A coalition of farmers, ranchers, environmentalists and local officials filed the petition last month, seeking an “Outstanding National Resources Waters” designation for the river, nearby streams and surrounding wetlands. The Water Quality Control Commission agreed Tuesday to consider the request and set a public hearing for November.
State officials have described such a designation as the highest level of protection against degradation for a body of water under New Mexico’s water quality standards. A number of streams in wilderness and forested areas in the state are classified as outstanding waters.
The move in the Upper Pecos Valley comes as concerns simmer over a proposal that would clear the way for exploratory drilling by a mining company.
Those behind the petition say the Pecos watershed supports agriculture as well as an economy that draws millions each year from hunters, anglers and other outdoor enthusiasts.
They also point to the cultural significance of the area, saying that since the mid-16th century people there have depended on the Pecos River to feed traditional irrigation systems called acequias to grow crops and raise livestock. Many of the canals are still used.
For eight generations, Ralph Vigil’s family has lived in the Pecos area. An organic farmer and a member of the state acequia association, Vigil is worried about future development – specifically, mining – in the surrounding mountains and the effects on the landscape and water quality.
Mining and milling in the Upper Pecos from the 1880s to the 1930s contaminated soil and water and required remediation. While there are lingering questions among some residents about health problems that followed, Vigil said the community also has concerns that another mining company will come in, make a mess and leave it for taxpayers to clean up.
“Right now, we’re trying to create something better in our community – agritourism, ecotourism, outdoor recreation,” he said. “We need to preserve those qualities within our watershed in order to create that economic opportunity. I think that is way more sustainable and long-lasting than mining will ever be.”
If the water that the community depends on is contaminated, then the community is going to suffer, he said.

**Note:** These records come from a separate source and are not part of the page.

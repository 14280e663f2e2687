//! Concourse resource for posting build notifications to Google Chat.
//!
//! The resource implements the standard Concourse lifecycle. `check` and
//! `in` are no-ops kept only to satisfy the protocol; `out` composes a
//! message from build metadata, optional literal text, and an optional
//! workspace file, posts it to a Chat incoming-webhook URL, and reports
//! delivery metadata back to the ATC.
//!
//! # Usage
//!
//! ```no_run
//! use std::path::Path;
//! use gchat_resource::{resource, Operation};
//!
//! # async fn example() -> Result<(), gchat_resource::ResourceError> {
//! let input = r#"{"source": {"webhook_url": "https://chat.googleapis.com/..."},
//!                 "params": {"message": "deployed"}}"#;
//! let output = resource::run(Operation::Out, input, Path::new("/tmp/build")).await?;
//! println!("{output}");
//! # Ok(())
//! # }
//! ```
//!
//! # Configuration
//!
//! - `source.webhook_url` (required): the Chat incoming-webhook URL
//! - `params.message`: literal text to post
//! - `params.message_file`: workspace-relative file whose contents are appended
//! - `params.post_info` (default true): include pipeline/job/build lines
//! - `params.post_url` (default true): include the build's web URL
//! - `params.create_thread` (default false): open a new Chat thread per post
//!
//! Build identity comes from the `BUILD_*`/`ATC_EXTERNAL_URL` environment
//! variables Concourse sets for `out` scripts.

#![warn(clippy::pedantic)]
#![allow(clippy::module_name_repetitions)]

pub mod build_env;
pub mod chat;
pub mod config;
pub mod error;
pub mod message;
pub mod resource;

pub use build_env::BuildContext;
pub use chat::{ChatClient, WebhookReply, THREAD_KEY};
pub use config::{ResolvedOptions, ResourceInput};
pub use error::ResourceError;
pub use resource::{failure_output, Operation};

Comexico LLC, a subsidiary of Australian-based New World Cobalt, has proposed exploratory drilling on previously identified mineral deposits north of Pecos. If approval is granted, the company will explore the extent of the ore and market the prospects to other investors or companies for development.
The plan calls for using existing roads and drill sites to drill up to 30 core holes on a few acres.
The U.S. Forest Service and state energy and mineral officials are reviewing the proposal.
Federal mining regulations and laws allow for exploration and development on national forest lands, but officials have said that Comexico would have to modify its plans to mitigate any effects on cultural resources important to Native American tribes and species such as the Mexican spotted owl.
If the state were to approve the outstanding waters designation, any new activities that degrade water quality would be prohibited.
The petition is backed by the New Mexico Acequia Association, San Miguel County, the village of Pecos, the Upper Pecos Watershed Association and Vigil’s company, Molino de la Isla Organics.